Syn vs. Anti? What Controls Addition Stereochemistry in Chlorolactonization

Emily R Dzurka Camelio; Mitchell Maday; Aritra Sarkar; James E Jackson; Babak Borhan

doi:10.1002/chem.202403108

Syn vs. Anti? What Controls Addition Stereochemistry in Chlorolactonization

Chemistry. 2024 Oct 21:e202403108. doi: 10.1002/chem.202403108. Online ahead of print.

Authors

Emily R Dzurka Camelio¹, Mitchell Maday¹, Aritra Sarkar¹, James E Jackson¹, Babak Borhan²

Affiliations

¹ Michigan State University, Chemistry, UNITED STATES OF AMERICA.
² Michigan State University, Department of Chemisty, Department of Chemistry, 48824, East Lansing, UNITED STATES OF AMERICA.

PMID: 39429093
DOI: 10.1002/chem.202403108

Abstract

The stereochemistry of the uncatalyzed chlorolactonization of 4-phenylpent-4-enoic acid at room temperature was examined to probe the reaction's intrinsic diastereoselectivities as a function of chlorenium ion donor, solvent polarity, and reactant concentration ranges.
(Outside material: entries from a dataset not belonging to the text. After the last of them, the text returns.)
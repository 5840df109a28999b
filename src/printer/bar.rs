use std::collections::HashMap;

use indicatif::{MultiProgress, ProgressBar, ProgressDrawTarget, ProgressStyle};

use super::{step_label, Renderer};
use crate::{config::Config, errors::WatchError};

/// A suite's bar with the signed sum of the deltas it received. The drawn
/// position is that sum clamped at 0.
struct Bar {
    bar: ProgressBar,
    filled: i64,
}

/// Draws one indicatif progress bar per suite.
pub struct BarRenderer {
    multi: MultiProgress,
    running: ProgressStyle,
    failed: ProgressStyle,
    bars: HashMap<String, Bar>,
}

impl BarRenderer {
    /// Build a renderer drawing on `target`. `{color}` in the template is
    /// substituted with `running_color` and `failed_color` to get the two
    /// styles a bar can have.
    pub fn new(
        target: ProgressDrawTarget,
        template: &str,
        running_color: &str,
        failed_color: &str,
    ) -> Result<Self, WatchError> {
        let style = |color: &str| {
            ProgressStyle::with_template(&template.replace("{color}", color))
        };
        Ok(BarRenderer {
            multi: MultiProgress::with_draw_target(target),
            running: style(running_color)?,
            failed: style(failed_color)?,
            bars: HashMap::new(),
        })
    }

    /// Renderer drawing on stderr, or nowhere when `quiet` is set.
    pub fn from_config(conf: &Config, quiet: bool) -> Result<Self, WatchError> {
        let target = if quiet {
            ProgressDrawTarget::hidden()
        } else {
            ProgressDrawTarget::stderr()
        };
        Self::new(
            target,
            conf.template(),
            conf.running_color(),
            conf.failed_color(),
        )
    }

    /// Current position of a suite's bar.
    pub fn position(&self, name: &str) -> Option<u64> {
        self.bars.get(name).map(|bar| bar.bar.position())
    }
}

impl Renderer for BarRenderer {
    fn create(&mut self, name: &str, total: u64, next_step: &str) {
        let bar = self.multi.add(ProgressBar::new(total));
        bar.set_style(self.running.clone());
        bar.set_prefix(name.to_string());
        bar.set_message(step_label(next_step));
        bar.tick();
        if let Some(old) = self.bars.insert(name.to_string(), Bar { bar, filled: 0 }) {
            old.bar.finish_and_clear();
            self.multi.remove(&old.bar);
        }
    }

    fn advance(&mut self, name: &str, delta: i64, next_step: &str) {
        let bar = match self.bars.get_mut(name) {
            Some(bar) => bar,
            None => return,
        };
        bar.filled = bar.filled.saturating_add(delta);
        bar.bar.set_position(bar.filled.max(0) as u64);
        bar.bar.set_message(step_label(next_step));
    }

    fn mark_failed(&mut self, name: &str) {
        if let Some(bar) = self.bars.get(name) {
            bar.bar.set_style(self.failed.clone());
        }
    }

    fn finish(&mut self) {
        for bar in self.bars.values() {
            bar.bar.abandon();
        }
    }
}
//! Consumption of a worker's event stream: progress, summaries, screenshots
//! and the final verdict of a run.
pub mod artifacts;
pub mod evaluator;
pub mod progress;
pub mod summary;
mod context;

pub use artifacts::{sanitize, ArtifactWriter};
pub use context::RunContext;
pub use progress::{ProgressTracker, Suite};
pub use summary::SummaryCollector;

use std::io::Write;

use crate::{errors::WatchError, printer::Renderer, worker::{self, Worker}};

/// Attach to `worker` on `port` and process its events until the run ends.
/// Returns whether the run passed.
pub async fn watch<K, R, W>(
    worker: &mut K,
    port: Option<&str>,
    mut ctx: RunContext<R, W>,
) -> Result<bool, WatchError>
where
    K: Worker + ?Sized,
    R: Renderer,
    W: Write,
{
    let events = worker::attach(worker, port)?;
    ctx.drive(events).await
}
Kinetic studies using Variable Time Normalization Analysis (VTNA) revealed differing reaction orders for the syn and anti alkene addition processes. Aided and illustrated by quantum chemical modeling, this detailed mechanistic analysis of the substrate's intrinsic chlorolactonization reactions points to concerted AdE3-type paths for both syn and anti additions. By illuminating the factors selecting for syn- vs anti-addition paths, the results provide key reference points for future studies of stereocontrol in halofunctionalization reactions.

Keywords: VTNA; chlorolactonization; deuterium labeling; halogenation; stereochemistry.